We have table having rows 2.5 millions records inserted and updated in each hour and another table having about 1 million records in an hour. WE have dedicated column added in table that have list of 1-500 and this column is used as partition key.

Idea behind the 500 partition is to store 1 year data in the table with partition key value change at every 20hrs.

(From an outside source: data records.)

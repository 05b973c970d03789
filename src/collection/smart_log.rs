//! Pulls counters out of the human-readable `nvme smart-log` report.
//!
//! A typical report contains lines such as:
//!
//! ```text
//! data_units_read                         : 2345678 (1.20 TB)
//! data_units_written                      : 12345 (6.32 GB)
//! ```

use crate::{
    collection::error::{CollectionError, CollectionResult},
    constants::{DATA_UNITS_FIELD_INDEX, DATA_UNITS_WRITTEN_LABEL},
};

/// Returns the field at [`DATA_UNITS_FIELD_INDEX`] of the first line that
/// contains `label`.
///
/// Matching lines too short to have that field are skipped, and the search
/// moves on to the next line.
pub fn find_field<'a>(text: &'a str, label: &str) -> Option<&'a str> {
    text.lines()
        .filter(|line| line.contains(label))
        .find_map(|line| {
            let field = line.split_whitespace().nth(DATA_UNITS_FIELD_INDEX);
            if field.is_none() {
                debug!("Skipping short '{label}' line: {line:?}");
            }
            field
        })
}

/// Returns the data units written counter from a smart-log report.
///
/// A counter of zero is reported as [`CollectionError::NotFound`], the same as
/// a report that has no such line at all.
pub fn data_units_written(text: &str) -> CollectionResult<u64> {
    let units = match find_field(text, DATA_UNITS_WRITTEN_LABEL) {
        Some(field) => {
            debug!("Found {DATA_UNITS_WRITTEN_LABEL} field: '{field}'");
            field.parse::<u64>()?
        }
        None => 0,
    };

    if units == 0 {
        Err(CollectionError::NotFound)
    } else {
        Ok(units)
    }
}
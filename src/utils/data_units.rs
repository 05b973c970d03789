use crate::constants::DATA_UNIT_BYTES;

pub const MEGA_LIMIT: u64 = 1_000_000;

pub const GIBI_LIMIT_F64: f64 = 1024.0 * 1024.0 * 1024.0;
pub const TEBI_LIMIT_F64: f64 = 1024.0 * 1024.0 * 1024.0 * 1024.0;

/// Returns the number of bytes covered by `units` smart-log data units.
///
/// This is done in floating point, as a large enough counter will not fit in
/// a [`u64`] once multiplied out.
#[inline]
pub fn units_to_bytes(units: u64) -> f64 {
    units as f64 * DATA_UNIT_BYTES as f64
}

/// Converts bytes to gibibytes. Note the output still gets labelled as "GB".
#[inline]
pub fn bytes_to_gibi(bytes: f64) -> f64 {
    bytes / GIBI_LIMIT_F64
}

/// Converts bytes to tebibytes. Note the output still gets labelled as "TB".
#[inline]
pub fn bytes_to_tebi(bytes: f64) -> f64 {
    bytes / TEBI_LIMIT_F64
}
#[cfg(feature = "logging")]
pub fn init_logger(
    min_level: log::LevelFilter, debug_file_name: &std::path::Path,
) -> Result<(), fern::InitError> {
    fern::Dispatch::new()
        .format(|out, message, record| {
            let offset = time::OffsetDateTime::now_utc();

            // The "[[" escapes a single "[" in the format description; see
            // https://time-rs.github.io/book/api/format-description.html
            let timestamp = offset
                .format(&time::macros::format_description!(
                    "[[[year]-[month]-[day]][[[hour]:[minute]:[second][subsecond digits:9]]"
                ))
                .unwrap_or_default();

            out.finish(format_args!(
                "{}[{}][{}] {}",
                timestamp,
                record.target(),
                record.level(),
                message
            ))
        })
        .level(min_level)
        .chain(fern::log_file(debug_file_name)?)
        .apply()?;

    Ok(())
}
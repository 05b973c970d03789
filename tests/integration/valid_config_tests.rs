//! Tests for config files that should work.

use std::fs;

use assert_cmd::prelude::*;
use predicates::prelude::*;

use crate::util::{fake_nvme, fake_nvme_args, nvme_usage_command, SMART_LOG};

#[test]
fn test_empty_config() {
    let dir = tempfile::tempdir().unwrap();
    let nvme = fake_nvme(dir.path(), SMART_LOG, 0);

    nvme_usage_command(&["-C", "./tests/valid_configs/empty_config.toml"])
        .arg("--nvme_binary")
        .arg(&nvme)
        .assert()
        .success();

    assert_eq!(fake_nvme_args(dir.path()), "smart-log /dev/nvme0");
}

#[test]
fn test_device_from_config() {
    let dir = tempfile::tempdir().unwrap();
    let nvme = fake_nvme(dir.path(), SMART_LOG, 0);

    nvme_usage_command(&["-C", "./tests/valid_configs/device.toml"])
        .arg("--nvme_binary")
        .arg(&nvme)
        .assert()
        .success()
        .stdout(predicate::str::contains("Total data written to /dev/nvme1:"));

    assert_eq!(fake_nvme_args(dir.path()), "smart-log /dev/nvme1");
}

#[test]
fn test_device_arg_overrides_config() {
    let dir = tempfile::tempdir().unwrap();
    let nvme = fake_nvme(dir.path(), SMART_LOG, 0);

    nvme_usage_command(&["-C", "./tests/valid_configs/device.toml"])
        .arg("--nvme_binary")
        .arg(&nvme)
        .args(["--device", "/dev/nvme4"])
        .assert()
        .success();

    assert_eq!(fake_nvme_args(dir.path()), "smart-log /dev/nvme4");
}

#[test]
fn test_nvme_binary_from_config() {
    let dir = tempfile::tempdir().unwrap();
    let nvme = fake_nvme(dir.path(), SMART_LOG, 0);

    let config = dir.path().join("config.toml");
    fs::write(
        &config,
        format!(
            "device = \"/dev/nvme2\"\nnvme_binary = '{}'\n",
            nvme.display()
        ),
    )
    .unwrap();

    nvme_usage_command(&[])
        .arg("-C")
        .arg(&config)
        .assert()
        .success()
        .stdout(predicate::str::contains("Total GB Written: 11.497 GB"));

    assert_eq!(fake_nvme_args(dir.path()), "smart-log /dev/nvme2");
}
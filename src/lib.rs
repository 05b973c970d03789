//! A small tool that reports how much data has been written to an NVMe device,
//! based on the `data_units_written` counter of `nvme smart-log`.

#![warn(rust_2018_idioms)]

#[macro_use]
extern crate log;

pub mod utils {
    pub mod data_units;
    pub mod logging;
}
pub mod collection;
pub mod constants;
pub mod options;
pub mod report;

use std::{
    io::{self, Write},
    process::ExitCode,
};

use anyhow::Context;

use collection::NvmeCli;
use options::ReporterSettings;
use report::report_usage;

/// Main code to call to start nvme-usage.
///
/// Option errors are returned. Failures while collecting are printed to
/// stdout, and reflected in the returned exit code.
pub fn start_nvme_usage() -> anyhow::Result<ExitCode> {
    let args = options::get_args();

    #[cfg(feature = "logging")]
    {
        if let Some(log_file) = &args.general_args.log_file {
            utils::logging::init_logger(log::LevelFilter::Debug, log_file)
                .context("Unable to set up the debug log file.")?;
        }
    }

    let config = options::read_config(args.general_args.config_location.as_deref())
        .context("Unable to properly parse or read the config file.")?;
    let settings = ReporterSettings::new(&args.general_args, &config)
        .context("Found an issue while trying to build the settings.")?;
    debug!("Settings: {settings:?}");

    let nvme = NvmeCli::new(settings.nvme_binary);
    let mut stdout = io::stdout().lock();

    match report_usage(&nvme, &settings.device) {
        Ok(report) => {
            report.write_to(&mut stdout)?;
            Ok(ExitCode::SUCCESS)
        }
        Err(err) => {
            error!("{err}");
            writeln!(stdout, "{err}")?;
            Ok(ExitCode::FAILURE)
        }
    }
}
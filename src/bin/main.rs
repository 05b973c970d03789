use std::process::ExitCode;

fn main() -> anyhow::Result<ExitCode> {
    nvme_usage::start_nvme_usage()
}
use crate::utils::data_units::MEGA_LIMIT;

/// The device queried when neither the arguments nor the config file name one.
pub const DEFAULT_DEVICE: &str = "/dev/nvme0";

/// The diagnostic utility; resolved through `PATH` unless overridden.
pub const DEFAULT_NVME_BINARY: &str = "nvme";

/// The subcommand passed to the utility before the device path.
pub const SMART_LOG_SUBCOMMAND: &str = "smart-log";

/// The label of the smart-log line holding the written counter.
pub const DATA_UNITS_WRITTEN_LABEL: &str = "data_units_written";

/// Index of the counter within the whitespace-separated fields of the matched
/// line, e.g. `data_units_written : 12345 (6.32 TB)`.
pub const DATA_UNITS_FIELD_INDEX: usize = 2;

/// nvme-cli reports data units in blocks of 1,000,000 bytes.
pub const DATA_UNIT_BYTES: u64 = MEGA_LIMIT;

// Config and flags
pub const DEFAULT_CONFIG_FILE_LOCATION: &str = "nvme-usage/nvme-usage.toml";
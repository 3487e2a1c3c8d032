//! Client configuration

use serde::{Deserialize, Serialize};
use std::path::PathBuf;
use std::time::Duration;

use crate::error::ConfigError;

/// WebSocket endpoint of the backend
pub const DEFAULT_SERVER_URL: &str = "ws://localhost:8081/service/ws";

/// HTTP endpoint receiving multipart uploads
pub const DEFAULT_DEPLOY_URL: &str = "http://localhost:8081/service/deploy";

/// Configuration for the rexec client
#[derive(Debug, Clone, Serialize, Deserialize)]
#[serde(default)]
pub struct ClientConfig {
    /// WebSocket URL the connection manager opens
    pub server_url: String,

    /// Upload endpoint for deployments
    pub deploy_url: String,

    /// Bound on establishing the WebSocket connection
    #[serde(with = "secs")]
    pub connect_timeout: Duration,

    /// Bound on delivering one upload request
    #[serde(with = "secs")]
    pub upload_timeout: Duration,

    /// How long the CLI waits for an asynchronous reply.
    ///
    /// The coordinator itself never times out a pending request.
    #[serde(with = "secs")]
    pub reply_timeout: Duration,

    /// Credential cache file (defaults to the platform data directory)
    pub credential_path: Option<PathBuf>,

    /// Longest accepted username, in characters
    pub max_username_len: usize,
}

impl Default for ClientConfig {
    fn default() -> Self {
        Self {
            server_url: DEFAULT_SERVER_URL.to_string(),
            deploy_url: DEFAULT_DEPLOY_URL.to_string(),
            connect_timeout: Duration::from_secs(10),
            upload_timeout: Duration::from_secs(120),
            reply_timeout: Duration::from_secs(60),
            credential_path: None,
            max_username_len: 40,
        }
    }
}

impl ClientConfig {
    /// Resolved credential cache path
    pub fn credential_path(&self) -> PathBuf {
        self.credential_path
            .clone()
            .unwrap_or_else(super::default_credential_path)
    }

    /// Reject values the client cannot work with
    pub fn validate(&self) -> Result<(), ConfigError> {
        if !(self.server_url.starts_with("ws://") || self.server_url.starts_with("wss://")) {
            return Err(ConfigError::Invalid(format!(
                "server_url must be a ws:// or wss:// URL, got {}",
                self.server_url
            )));
        }
        if !(self.deploy_url.starts_with("http://") || self.deploy_url.starts_with("https://")) {
            return Err(ConfigError::Invalid(format!(
                "deploy_url must be an http:// or https:// URL, got {}",
                self.deploy_url
            )));
        }
        if self.max_username_len == 0 {
            return Err(ConfigError::Invalid(
                "max_username_len must be at least 1".to_string(),
            ));
        }
        Ok(())
    }
}

/// Durations as whole seconds in TOML
mod secs {
    use serde::{Deserialize, Deserializer, Serializer};
    use std::time::Duration;

    pub fn serialize<S: Serializer>(duration: &Duration, serializer: S) -> Result<S::Ok, S::Error> {
        serializer.serialize_u64(duration.as_secs())
    }

    pub fn deserialize<'de, D: Deserializer<'de>>(deserializer: D) -> Result<Duration, D::Error> {
        u64::deserialize(deserializer).map(Duration::from_secs)
    }
}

As the data is huge in these tables we are approaching to partition and the list partition for performing  the maintenance on these tables.

 

This is not a test as we have partition on these tables with oracle but as we migrate to postgres, we are enabling the feature in postgres as well.

 

As we want to see the impact from beginning 0 size and understanding the details for next 72 hrs under heavy load.

 

As I just executed the same environment with 100 partition on these tables, Run was running for 12 hrs with constant 70% RAM utilization and 50% cpu utilization.

 

So I am suspecting the number of partition is the issue behind the memory utilization.

 

Thanks & Regards,

Ishan Joshi

 

From: Michael Lewis <mlewis@entrata.com>
Sent: Wednesday, June 10, 2020 10:28 PM
To: Ishan Joshi <Ishan.Joshi@amdocs.com>
Cc: pgsql-general@postgresql.org
Subject: Re: Postgres server 12.2 crash with process exited abnormally and possibly corrupted shared memory

 

On Wed, Jun 10, 2020 at 12:05 AM Ishan Joshi <Ishan.Joshi@amdocs.com> wrote:

How many rows did these tables have before partitioning?     à  We starts test with  0 rows in partition table.

 

Partitions are far from free and pruning is great but not guaranteed. How many total rows do you currently have or foresee having in the biggest table (all partitions combined, or without partitioning) within the next 1-3 years? 1 million? 100 million? 2 billion?  You may have partitioned before it was prudent to do so is the point. Just because something can be done, doesn't mean it should be. What sort of key are you partitioning on?

 

Also, what do you mean about tests? There are some assumptions made about empty tables since stats may indicate they are empty when they are not. If your tests involve many empty tables, then it may give rather different performance than real life where there are few or no empty partitions.